Every viable seed is a mini-miracle of genetics and food supply because each is a potential plant. Sometimes we take seeds for granted and simply buy any packet of seeds. With more than 100 seed companies in the United States, there are many options.

When purchasing seeds, consider whether you want to buy seeds that are heirloom, hybrid, non-genetically modified, organic, sustainably or traditionally produced. The term heirloom often refers to plant varieties grown before World War II or more than 40 years old. You can collect and save seeds from these plants year to year and will get a plant almost identical to the parent. Heirlooms often do not have the disease resistance of hybrids and might not yield as well as hybrids.
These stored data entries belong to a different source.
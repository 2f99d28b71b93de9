use super::CliError;
use super::helpers::*;
use std::path::PathBuf;
use std::time::Duration;
use xsect_core::batch::BatchEvent;
use xsect_core::discovery::resolve_root;
use xsect_core::domain::XsectError;
use xsect_core::launcher::ApplicationProcess;
use xsect_core::pipeline::run_extraction;
use xsect_core::report::{render_human_summary, write_report_file};
use xsect_core::session::connect;

#[derive(clap::Args)]
pub(super) struct ExtractArgs {
    /// Directory searched recursively for .p2dx models
    #[arg(value_name = "ROOT")]
    root: PathBuf,

    /// JSON run configuration
    #[arg(long)]
    config: Option<PathBuf>,

    /// Application executable (overrides the environment and config)
    #[arg(long)]
    executable: Option<PathBuf>,

    /// Scripting server host
    #[arg(long)]
    host: Option<String>,

    /// Input server port; the output server uses the next port
    #[arg(long)]
    port: Option<u16>,

    /// Scripting server password
    #[arg(long)]
    password: Option<String>,

    /// Attach to an application that is already running
    #[arg(long)]
    no_launch: bool,

    /// Write a JSON run report to this path
    #[arg(long)]
    report: Option<PathBuf>,

    /// Enable debug logging
    #[arg(long, short)]
    pub(super) verbose: bool,
}

impl ExtractArgs {
    fn overrides(&self) -> ConfigOverrides {
        ConfigOverrides {
            host: self.host.clone(),
            port: self.port,
            password: self.password.clone(),
        }
    }
}

pub(super) fn run_extract_command(args: ExtractArgs) -> Result<i32, CliError> {
    let config = load_run_config(args.config.as_deref(), args.overrides())?;
    let root = resolve_root(&args.root).map_err(XsectError::from)?;

    let mut application = if args.no_launch {
        None
    } else {
        let executable = resolve_application_executable(args.executable.as_deref(), &config)?;
        let process = ApplicationProcess::spawn(&executable, config.port, &config.password)
            .map_err(XsectError::from)?;
        wait_for_startup(config.startup_delay_seconds);
        Some(process)
    };

    // An attached application is expected to be up already.
    let ready_timeout = if args.no_launch {
        Duration::ZERO
    } else {
        config.connect_timeout()
    };
    let (mut controller, mut reader) =
        connect(&config.controller_endpoint(), ready_timeout).map_err(XsectError::from)?;
    let mut observe = |event: BatchEvent<'_>| print_progress(event);
    let result = run_extraction(
        &root,
        &config,
        &mut controller,
        &mut reader,
        Some(&mut observe),
    );

    if let Some(process) = application.as_mut() {
        process.terminate();
    }
    let run = result?;

    print_run_summary(&render_human_summary(&run.report))?;
    if let Some(report_path) = &args.report {
        write_report_file(report_path, &run.report).map_err(XsectError::from)?;
        print_line(&format!("JSON report: {}", report_path.display()))?;
    }
    print_line(&format!("Results saved to: {}", run.output_path.display()))?;

    Ok(0)
}
use crate::domain::XsectError;
use serde::Serialize;
use std::fs;
use std::path::{Path, PathBuf};
use std::time::{SystemTime, UNIX_EPOCH};

#[derive(Debug, Clone, Default, Serialize)]
pub struct BatchReport {
    pub generated_at_unix_seconds: u64,
    pub root: String,
    pub output_path: Option<String>,
    pub file_count: usize,
    pub succeeded_file_count: usize,
    pub failed_file_count: usize,
    pub phase_count: usize,
    pub row_count: usize,
    pub files: Vec<FileReport>,
    /// Sub-directories the walk could not read; not counted as model files.
    pub walk_errors: Vec<WalkErrorReport>,
}

#[derive(Debug, Clone, PartialEq, Serialize)]
pub struct FileReport {
    pub path: String,
    pub succeeded: bool,
    pub phase_count: usize,
    pub row_count: usize,
    pub error: Option<String>,
}

#[derive(Debug, Clone, PartialEq, Serialize)]
pub struct WalkErrorReport {
    pub path: String,
    pub error: String,
}

impl FileReport {
    pub fn succeeded(path: &Path, phase_count: usize, row_count: usize) -> Self {
        Self {
            path: normalize_path(path),
            succeeded: true,
            phase_count,
            row_count,
            error: None,
        }
    }

    pub fn failed(path: &Path, error: impl Into<String>) -> Self {
        Self {
            path: normalize_path(path),
            succeeded: false,
            phase_count: 0,
            row_count: 0,
            error: Some(error.into()),
        }
    }
}

impl BatchReport {
    pub fn record(&mut self, file: FileReport) {
        self.file_count += 1;
        if file.succeeded {
            self.succeeded_file_count += 1;
        } else {
            self.failed_file_count += 1;
        }
        self.phase_count += file.phase_count;
        self.row_count += file.row_count;
        self.files.push(file);
    }

    pub fn record_walk_error(&mut self, path: &Path, error: impl Into<String>) {
        self.walk_errors.push(WalkErrorReport {
            path: normalize_path(path),
            error: error.into(),
        });
    }

    /// Stamps the run context once the batch has been exported.
    pub fn finish(&mut self, root: &Path, output_path: &Path) {
        self.generated_at_unix_seconds = current_unix_timestamp_seconds();
        self.root = normalize_path(root);
        self.output_path = Some(normalize_path(output_path));
    }

    pub fn failures(&self) -> impl Iterator<Item = &FileReport> {
        self.files.iter().filter(|file| !file.succeeded)
    }
}

pub fn render_human_summary(report: &BatchReport) -> String {
    let mut lines = Vec::new();
    lines.push(format!(
        "Model files: {} total ({} extracted, {} failed)",
        report.file_count, report.succeeded_file_count, report.failed_file_count
    ));
    lines.push(format!(
        "Phases: {}, rows: {}",
        report.phase_count, report.row_count
    ));

    for failure in report.failures() {
        let reason = failure
            .error
            .as_deref()
            .unwrap_or("extraction failed without a reason");
        lines.push(format!("  failed: {} ({})", failure.path, reason));
    }

    if !report.walk_errors.is_empty() {
        lines.push(format!("Unreadable directories: {}", report.walk_errors.len()));
        for walk_error in &report.walk_errors {
            lines.push(format!("  skipped: {} ({})", walk_error.path, walk_error.error));
        }
    }

    lines.join("\n")
}

#[derive(Debug, thiserror::Error)]
pub enum ReportError {
    #[error("failed to create report directory '{}': {source}", .path.display())]
    Directory {
        path: PathBuf,
        source: std::io::Error,
    },
    #[error("failed to serialize report '{}': {source}", .path.display())]
    Serialize {
        path: PathBuf,
        source: serde_json::Error,
    },
    #[error("failed to write report '{}': {source}", .path.display())]
    Write {
        path: PathBuf,
        source: std::io::Error,
    },
}

impl From<ReportError> for XsectError {
    fn from(error: ReportError) -> Self {
        XsectError::io_system("IO.REPORT", error.to_string())
    }
}

pub fn write_report_file(report_path: &Path, report: &BatchReport) -> Result<(), ReportError> {
    if let Some(parent_dir) = report_path
        .parent()
        .filter(|parent| !parent.as_os_str().is_empty())
    {
        fs::create_dir_all(parent_dir).map_err(|source| ReportError::Directory {
            path: parent_dir.to_path_buf(),
            source,
        })?;
    }

    let report_json =
        serde_json::to_string_pretty(report).map_err(|source| ReportError::Serialize {
            path: report_path.to_path_buf(),
            source,
        })?;
    fs::write(report_path, report_json).map_err(|source| ReportError::Write {
        path: report_path.to_path_buf(),
        source,
    })
}

fn current_unix_timestamp_seconds() -> u64 {
    SystemTime::now()
        .duration_since(UNIX_EPOCH)
        .map_or(0, |duration| duration.as_secs())
}

fn normalize_path(path: &Path) -> String {
    path.to_string_lossy().replace('\\', "/")
}
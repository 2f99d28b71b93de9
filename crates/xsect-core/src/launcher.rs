//! Application process lifecycle.

use crate::domain::XsectError;
use std::path::{Path, PathBuf};
use std::process::{Child, Command, Stdio};
use tracing::{debug, info, warn};

/// Picks the first usable executable.
///
/// An explicit path or environment value is taken as authoritative and must
/// exist; the candidate list is searched in order for the first existing file.
pub fn resolve_executable(
    explicit: Option<&Path>,
    env_value: Option<&Path>,
    candidates: &[PathBuf],
) -> Result<PathBuf, LaunchError> {
    for (source, path) in [("--executable", explicit), ("environment", env_value)] {
        if let Some(path) = path {
            if path.is_file() {
                return Ok(path.to_path_buf());
            }
            return Err(LaunchError::ExecutableMissing {
                source_name: source,
                path: path.to_path_buf(),
            });
        }
    }

    candidates
        .iter()
        .find(|candidate| candidate.is_file())
        .cloned()
        .ok_or_else(|| LaunchError::NoCandidate {
            searched: candidates.to_vec(),
        })
}

pub fn launch_arguments(port: u16, password: &str) -> [String; 2] {
    [
        format!("--AppServerPort={port}"),
        format!("--AppServerPassword={password}"),
    ]
}

/// A spawned application; killed when dropped unless already terminated.
#[derive(Debug)]
pub struct ApplicationProcess {
    executable: PathBuf,
    child: Option<Child>,
}

impl ApplicationProcess {
    pub fn spawn(executable: &Path, port: u16, password: &str) -> Result<Self, LaunchError> {
        let mut command = Command::new(executable);
        command
            .args(launch_arguments(port, password))
            .stdin(Stdio::null())
            .stdout(Stdio::null())
            .stderr(Stdio::null());

        let child = command.spawn().map_err(|source| LaunchError::Spawn {
            path: executable.to_path_buf(),
            source,
        })?;
        info!(
            executable = %executable.display(),
            pid = child.id(),
            port,
            "application started"
        );
        Ok(Self {
            executable: executable.to_path_buf(),
            child: Some(child),
        })
    }

    /// Best-effort shutdown; failures are logged, never returned.
    pub fn terminate(&mut self) {
        let Some(mut child) = self.child.take() else {
            return;
        };
        match child.try_wait() {
            Ok(Some(status)) => {
                debug!(%status, "application already exited");
                return;
            }
            Ok(None) => {}
            Err(error) => warn!(%error, "failed to poll application process"),
        }
        if let Err(error) = child.kill() {
            warn!(
                executable = %self.executable.display(),
                %error,
                "failed to terminate application"
            );
            return;
        }
        match child.wait() {
            Ok(status) => info!(%status, "application terminated"),
            Err(error) => warn!(%error, "failed to reap application process"),
        }
    }
}

impl Drop for ApplicationProcess {
    fn drop(&mut self) {
        self.terminate();
    }
}

#[derive(Debug, thiserror::Error)]
pub enum LaunchError {
    #[error("executable from {source_name} does not exist: '{}'", .path.display())]
    ExecutableMissing {
        source_name: &'static str,
        path: PathBuf,
    },
    #[error(
        "no application executable found; searched {} candidate path(s), set --executable or the environment variable",
        .searched.len()
    )]
    NoCandidate { searched: Vec<PathBuf> },
    #[error("failed to start application '{}': {source}", .path.display())]
    Spawn {
        path: PathBuf,
        source: std::io::Error,
    },
}

impl From<LaunchError> for XsectError {
    fn from(error: LaunchError) -> Self {
        let message = error.to_string();
        match error {
            LaunchError::ExecutableMissing { .. } | LaunchError::NoCandidate { .. } => {
                XsectError::input_validation("INPUT.EXECUTABLE", message)
            }
            LaunchError::Spawn { .. } => XsectError::io_system("IO.LAUNCH", message),
        }
    }
}
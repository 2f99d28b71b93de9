pub mod errors;

pub use errors::{XsectError, XsectErrorCategory, XsectResult};

use serde::{Deserialize, Serialize};
use std::fmt::{Display, Formatter};
use std::path::{Path, PathBuf};

/// Number of parallel series pulled per phase.
pub const SERIES_COUNT: usize = 10;

/// Result quantities requested for every phase, in output column order.
#[derive(Debug, Clone, Copy, PartialEq, Eq, Hash)]
pub enum ResultKind {
    SoilX,
    SoilY,
    SoilUtot,
    SoilUx,
    SoilUy,
    SoilSigxxE,
    SoilSigyyE,
    EffNormalStress,
    TotNormalStress,
    TotShearStress,
}

impl ResultKind {
    pub const ALL: [ResultKind; SERIES_COUNT] = [
        Self::SoilX,
        Self::SoilY,
        Self::SoilUtot,
        Self::SoilUx,
        Self::SoilUy,
        Self::SoilSigxxE,
        Self::SoilSigyyE,
        Self::EffNormalStress,
        Self::TotNormalStress,
        Self::TotShearStress,
    ];

    /// Dotted name of the result type as the output server knows it.
    pub const fn remote_name(self) -> &'static str {
        match self {
            Self::SoilX => "Soil.X",
            Self::SoilY => "Soil.Y",
            Self::SoilUtot => "Soil.Utot",
            Self::SoilUx => "Soil.Ux",
            Self::SoilUy => "Soil.Uy",
            Self::SoilSigxxE => "Soil.SigxxE",
            Self::SoilSigyyE => "Soil.SigyyE",
            Self::EffNormalStress => "CrossSection.EffNormalStress",
            Self::TotNormalStress => "CrossSection.TotNormalStress",
            Self::TotShearStress => "CrossSection.TotShearStress",
        }
    }

    pub const fn column_name(self) -> &'static str {
        match self {
            Self::SoilX => "x",
            Self::SoilY => "y",
            Self::SoilUtot => "utot",
            Self::SoilUx => "ux",
            Self::SoilUy => "uy",
            Self::SoilSigxxE => "sigxxe",
            Self::SoilSigyyE => "sigyye",
            Self::EffNormalStress => "eff_normal_stress",
            Self::TotNormalStress => "tot_normal_stress",
            Self::TotShearStress => "tot_shear_stress",
        }
    }

    pub const fn index(self) -> usize {
        self as usize
    }
}

impl Display for ResultKind {
    fn fmt(&self, f: &mut Formatter<'_>) -> std::fmt::Result {
        f.write_str((*self).remote_name())
    }
}

#[derive(Debug, Clone, Copy, PartialEq, Serialize, Deserialize)]
#[serde(from = "[f64; 2]", into = "[f64; 2]")]
pub struct Point2 {
    pub x: f64,
    pub y: f64,
}

impl Point2 {
    pub const fn new(x: f64, y: f64) -> Self {
        Self { x, y }
    }
}

impl From<[f64; 2]> for Point2 {
    fn from(value: [f64; 2]) -> Self {
        Self::new(value[0], value[1])
    }
}

impl From<Point2> for [f64; 2] {
    fn from(value: Point2) -> Self {
        [value.x, value.y]
    }
}

/// Measurement line shared by every model of a run.
#[derive(Debug, Clone, Copy, PartialEq, Serialize, Deserialize)]
pub struct CrossSectionLine {
    pub start: Point2,
    pub end: Point2,
}

impl Default for CrossSectionLine {
    fn default() -> Self {
        Self {
            start: Point2::new(10.0, 0.0),
            end: Point2::new(10.0, -6.0),
        }
    }
}

/// One computed construction stage as reported by the output server.
#[derive(Debug, Clone, PartialEq, Eq)]
pub struct PhaseInfo {
    /// Remote object reference used to address the phase in queries.
    pub id: String,
    pub ordinal: usize,
    pub identification: Option<String>,
}

impl PhaseInfo {
    pub fn new(id: impl Into<String>, ordinal: usize, identification: Option<String>) -> Self {
        Self {
            id: id.into(),
            ordinal,
            identification,
        }
    }

    /// Human label for output rows; never empty.
    pub fn label(&self) -> String {
        if let Some(identification) = self
            .identification
            .as_deref()
            .filter(|value| !value.trim().is_empty())
        {
            return identification.to_string();
        }
        if !self.id.trim().is_empty() {
            return self.id.clone();
        }
        format!("Phase_{}", self.ordinal)
    }
}

#[derive(Debug, Clone, Copy, PartialEq)]
pub struct CrossSectionSample {
    pub x: f64,
    pub y: f64,
    pub utot: f64,
    pub ux: f64,
    pub uy: f64,
    pub sigxxe: f64,
    pub sigyye: f64,
    pub eff_normal_stress: f64,
    pub tot_normal_stress: f64,
    pub tot_shear_stress: f64,
}

#[derive(Debug, Clone, PartialEq, thiserror::Error)]
#[error(
    "series length mismatch in '{path}' phase '{phase}': {kind} has {actual} values, expected {expected}",
    path = .model.display()
)]
pub struct AlignmentError {
    pub model: PathBuf,
    pub phase: String,
    pub kind: ResultKind,
    pub expected: usize,
    pub actual: usize,
}

/// Wide record: one phase of one model with its ten parallel series.
///
/// All series share one length; `new` is the only constructor and rejects
/// anything else.
#[derive(Debug, Clone, PartialEq)]
pub struct ExtractionRow {
    model: PathBuf,
    phase: String,
    series: [Vec<f64>; SERIES_COUNT],
}

impl ExtractionRow {
    pub fn new(
        model: impl Into<PathBuf>,
        phase: impl Into<String>,
        series: [Vec<f64>; SERIES_COUNT],
    ) -> Result<Self, AlignmentError> {
        let model = model.into();
        let phase = phase.into();
        let expected = series[0].len();
        if let Some(kind) = ResultKind::ALL
            .iter()
            .copied()
            .find(|kind| series[kind.index()].len() != expected)
        {
            return Err(AlignmentError {
                actual: series[kind.index()].len(),
                model,
                phase,
                kind,
                expected,
            });
        }

        Ok(Self {
            model,
            phase,
            series,
        })
    }

    pub fn model(&self) -> &Path {
        &self.model
    }

    pub fn phase(&self) -> &str {
        &self.phase
    }

    pub fn len(&self) -> usize {
        self.series[0].len()
    }

    pub fn is_empty(&self) -> bool {
        self.len() == 0
    }

    pub fn series(&self, kind: ResultKind) -> &[f64] {
        &self.series[kind.index()]
    }

    pub fn sample(&self, index: usize) -> Option<CrossSectionSample> {
        if index >= self.len() {
            return None;
        }
        let value = |kind: ResultKind| self.series[kind.index()][index];
        Some(CrossSectionSample {
            x: value(ResultKind::SoilX),
            y: value(ResultKind::SoilY),
            utot: value(ResultKind::SoilUtot),
            ux: value(ResultKind::SoilUx),
            uy: value(ResultKind::SoilUy),
            sigxxe: value(ResultKind::SoilSigxxE),
            sigyye: value(ResultKind::SoilSigyyE),
            eff_normal_stress: value(ResultKind::EffNormalStress),
            tot_normal_stress: value(ResultKind::TotNormalStress),
            tot_shear_stress: value(ResultKind::TotShearStress),
        })
    }
}

/// Long record: one sample point tagged with its model and phase.
#[derive(Debug, Clone, PartialEq)]
pub struct ResultRow {
    pub model: PathBuf,
    pub stage: String,
    pub sample: CrossSectionSample,
}
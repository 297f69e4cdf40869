//! Small seeded generator used for reproducible layouts.
//!
//! Layout generation must be a pure function of (seed, count, radius), so
//! every use-site builds its own generator from an explicit seed constant
//! instead of touching platform entropy.

use rand::RngCore;

/// Mulberry32: 32 bits of state, one multiply-xorshift round per output.
#[derive(Clone, Debug)]
pub struct Mulberry32 {
    state: u32,
}

impl Mulberry32 {
    pub fn new(seed: u32) -> Self {
        Self { state: seed }
    }

    #[inline]
    pub fn next_raw(&mut self) -> u32 {
        self.state = self.state.wrapping_add(0x6D2B_79F5);
        let mut t = self.state;
        t = (t ^ (t >> 15)).wrapping_mul(t | 1);
        t ^= t.wrapping_add((t ^ (t >> 7)).wrapping_mul(t | 61));
        t ^ (t >> 14)
    }

    /// Uniform in [0, 1). Uses the top 24 bits so the result never rounds up to 1.0.
    #[inline]
    pub fn next_f32(&mut self) -> f32 {
        (self.next_raw() >> 8) as f32 * (1.0 / 16_777_216.0)
    }

    /// Uniform in [-0.5, 0.5).
    #[inline]
    pub fn next_centered(&mut self) -> f32 {
        self.next_f32() - 0.5
    }
}

impl RngCore for Mulberry32 {
    fn next_u32(&mut self) -> u32 {
        self.next_raw()
    }

    fn next_u64(&mut self) -> u64 {
        let hi = self.next_raw() as u64;
        let lo = self.next_raw() as u64;
        (hi << 32) | lo
    }

    fn fill_bytes(&mut self, dest: &mut [u8]) {
        for chunk in dest.chunks_mut(4) {
            let bytes = self.next_raw().to_le_bytes();
            chunk.copy_from_slice(&bytes[..chunk.len()]);
        }
    }

    fn try_fill_bytes(&mut self, dest: &mut [u8]) -> Result<(), rand::Error> {
        self.fill_bytes(dest);
        Ok(())
    }
}

#[cfg(test)]
mod tests {
    use super::*;
    use rand::Rng;

    #[test]
    fn same_seed_same_sequence() {
        let mut a = Mulberry32::new(42);
        let mut b = Mulberry32::new(42);
        for _ in 0..1000 {
            assert_eq!(a.next_raw(), b.next_raw());
        }
    }

    #[test]
    fn different_seeds_diverge() {
        let mut a = Mulberry32::new(1);
        let mut b = Mulberry32::new(2);
        let same = (0..64).filter(|_| a.next_raw() == b.next_raw()).count();
        assert!(same < 4);
    }

    #[test]
    fn unit_and_centered_ranges() {
        let mut r = Mulberry32::new(987_654);
        for _ in 0..10_000 {
            let u = r.next_f32();
            assert!((0.0..1.0).contains(&u));
            let c = r.next_centered();
            assert!((-0.5..0.5).contains(&c));
        }
    }

    #[test]
    fn drives_rand_distributions() {
        let mut r = Mulberry32::new(7);
        for _ in 0..1000 {
            let v: f32 = r.gen_range(-2.0..3.0);
            assert!((-2.0..3.0).contains(&v));
        }
        let mut buf = [0u8; 7];
        r.fill_bytes(&mut buf);
        assert!(buf.iter().any(|b| *b != 0));
    }
}
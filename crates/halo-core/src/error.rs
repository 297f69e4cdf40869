use thiserror::Error;

use crate::loudness::MicStatus;

/// Errors raised by the core. None of them are fatal to the visualization.
#[derive(Debug, Error)]
pub enum HaloError {
    #[error("invalid color {0:?}: expected #rrggbb")]
    InvalidColor(String),
    #[error("microphone permission denied: {0}")]
    MicDenied(String),
    #[error("microphone unavailable: {0}")]
    MicUnavailable(String),
}

impl HaloError {
    /// Status the loudness sampler should report after this failure.
    pub fn mic_status(&self) -> MicStatus {
        match self {
            HaloError::MicDenied(_) => MicStatus::Denied,
            HaloError::MicUnavailable(_) => MicStatus::Unavailable,
            HaloError::InvalidColor(_) => MicStatus::Idle,
        }
    }
}
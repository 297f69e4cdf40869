use halo_core::{FrameAudio, HaloScene, InstanceBuffer};
use instant::Instant;
use std::cell::RefCell;
use std::rc::Rc;
use wasm_bindgen::closure::Closure;
use wasm_bindgen::JsCast;
use web_sys as web;

use crate::audio::MicSlot;
use crate::constants::MAX_FRAME_DT_SEC;
use crate::render;

pub struct FrameContext<'a> {
    pub scene: HaloScene,
    pub canvas: web::HtmlCanvasElement,
    pub mic: Rc<RefCell<MicSlot>>,
    pub gpu: Option<render::GpuState<'a>>,

    pub ring: InstanceBuffer,
    pub swarm: InstanceBuffer,
    pub spectrum: Vec<f32>,
    pub waveform: Vec<f32>,

    pub last_instant: Instant,
}

impl<'a> FrameContext<'a> {
    pub fn new(
        scene: HaloScene,
        canvas: web::HtmlCanvasElement,
        mic: Rc<RefCell<MicSlot>>,
        gpu: Option<render::GpuState<'a>>,
    ) -> Self {
        let ring = InstanceBuffer::with_len(scene.ring_instance_count());
        let swarm = InstanceBuffer::with_len(scene.swarm_instance_count());
        Self {
            scene,
            canvas,
            mic,
            gpu,
            ring,
            swarm,
            spectrum: Vec::new(),
            waveform: Vec::new(),
            last_instant: Instant::now(),
        }
    }

    pub fn frame(&mut self) {
        let now = Instant::now();
        let dt = (now - self.last_instant).as_secs_f32().min(MAX_FRAME_DT_SEC);
        self.last_instant = now;

        let live = self
            .mic
            .borrow_mut()
            .read(&mut self.spectrum, &mut self.waveform);
        let audio = if live {
            FrameAudio {
                spectrum: Some(&self.spectrum),
                waveform: Some(&self.waveform),
            }
        } else {
            FrameAudio::default()
        };

        let out = self
            .scene
            .frame(dt, audio, &mut self.ring, &mut self.swarm);

        if let Some(g) = &mut self.gpu {
            g.resize_if_needed(self.canvas.width(), self.canvas.height());
            if let Err(e) = g.render(&out, &self.ring, &self.swarm) {
                log::error!("[gpu] render error: {:?}", e);
            }
        }
    }
}

pub async fn init_gpu(
    canvas: &web::HtmlCanvasElement,
    scene: &HaloScene,
) -> Option<render::GpuState<'static>> {
    // leak a canvas clone to satisfy 'static lifetime for surface
    let leaked_canvas = Box::leak(Box::new(canvas.clone()));
    match render::GpuState::new(leaked_canvas, scene).await {
        Ok(g) => Some(g),
        Err(e) => {
            log::error!("[gpu] WebGPU init error: {:?}", e);
            None
        }
    }
}

pub fn start_loop(frame_ctx: Rc<RefCell<FrameContext<'static>>>) {
    let tick: Rc<RefCell<Option<Closure<dyn FnMut()>>>> = Rc::new(RefCell::new(None));
    let tick_clone = tick.clone();
    let frame_ctx_tick = frame_ctx.clone();
    *tick.borrow_mut() = Some(Closure::wrap(Box::new(move || {
        frame_ctx_tick.borrow_mut().frame();
        request_frame(&tick_clone);
    }) as Box<dyn FnMut()>));
    request_frame(&tick);
}

fn request_frame(tick: &Rc<RefCell<Option<Closure<dyn FnMut()>>>>) {
    if let (Some(w), Some(cb)) = (web::window(), tick.borrow().as_ref()) {
        _ = w.request_animation_frame(cb.as_ref().unchecked_ref());
    }
}
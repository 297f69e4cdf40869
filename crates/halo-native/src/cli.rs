//! Command-line overrides for the halo configuration.

use clap::Parser;
use halo_core::{
    HaloConfig, RingMode, DEFAULT_ACTIVATION_SOFTNESS, DEFAULT_GAMMA_LOUDNESS,
    DEFAULT_GRAVITY_STRENGTH, DEFAULT_INNER_COUNT, DEFAULT_RING_COUNT,
};

/// Command line arguments
#[derive(Parser, Debug)]
#[command(name = "halo-native")]
#[command(about = "Audio-reactive particle halo driven by the microphone", long_about = None)]
pub struct Args {
    /// Particles on the thin outer ring
    #[arg(long, value_name = "N", default_value_t = DEFAULT_RING_COUNT)]
    pub ring_count: usize,

    /// Particles in the recruitable inner swarm
    #[arg(long, value_name = "N", default_value_t = DEFAULT_INNER_COUNT)]
    pub inner_count: usize,

    /// Pull toward the core at full activation (0..1)
    #[arg(long, default_value_t = DEFAULT_GRAVITY_STRENGTH)]
    pub gravity: f32,

    /// Loudness shaping exponent
    #[arg(long, default_value_t = DEFAULT_GAMMA_LOUDNESS)]
    pub gamma: f32,

    /// Half-width of the activation band around each particle's rank
    #[arg(long, default_value_t = DEFAULT_ACTIVATION_SOFTNESS)]
    pub softness: f32,

    /// Ring reaction: halo (default) or spectrum
    #[arg(long, value_name = "MODE", default_value = "halo")]
    pub ring_mode: RingMode,

    /// Skip microphone capture and run the idle animation
    #[arg(long)]
    pub no_mic: bool,

    /// Run the self-checks, print them and exit
    #[arg(long)]
    pub diagnostics: bool,
}

impl Args {
    pub fn to_config(&self) -> HaloConfig {
        HaloConfig {
            ring_count: self.ring_count,
            inner_count: self.inner_count,
            gravity_strength: self.gravity,
            gamma_loudness: self.gamma,
            activation_softness: self.softness,
            ring_mode: self.ring_mode,
            auto_start_mic: !self.no_mic,
            ..HaloConfig::default()
        }
        .sanitized()
    }
}

#[cfg(test)]
mod tests {
    use super::*;

    #[test]
    fn defaults_match_core_config() {
        let args = Args::parse_from(["halo-native"]);
        assert_eq!(args.to_config(), HaloConfig::default());
    }

    #[test]
    fn overrides_are_sanitized() {
        let args = Args::parse_from([
            "halo-native",
            "--inner-count",
            "0",
            "--gravity",
            "3.0",
            "--ring-mode",
            "spectrum",
            "--no-mic",
        ]);
        let cfg = args.to_config();
        assert_eq!(cfg.inner_count, 1);
        assert_eq!(cfg.gravity_strength, 1.0);
        assert_eq!(cfg.ring_mode, RingMode::Spectrum);
        assert!(!cfg.auto_start_mic);
    }
}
Hybrids came into prominence in the 1950s because of their disease resistance, conformity and consistent sizes. These factors enhanced marketability and ease of shipping. Hybrid seeds are produced commercially and have to be purchased year to year because saved hybrid seeds rarely produce a plant like the parent. Some people believe heirloom varieties taste better. Some people want the predictability and success rate of hybrids they are used to.



A seed packet provides important information besides the name, variety, plant description and planting directions such as depth, spacing or light requirements. F1 indicates a first-generation hybrid. F2 is a second-generation hybrid. OP means it is open-pollinated and that the seed was collected from parent plants – in other words, heirloom. Look for disease resistance information on the packet: V – verticillim wilt; F – fusarium wilt; N – nematodes; and TMV – tobacco mosaic virus. These diseases can decimate a crop. Note the number of days to harvest. Our growing season varies by microclimate, but the average frost-free time is from mid-May to mid-September.

Some important tips include buying seed packed for the current year for the best germination percentage. Also, look for traits that are important to you. Plant seeds at the correct depth and with the right spacing. Check out days to germination so you will know when to expect seedlings to emerge. Do you need to start the seeds indoors or can you direct seed outside?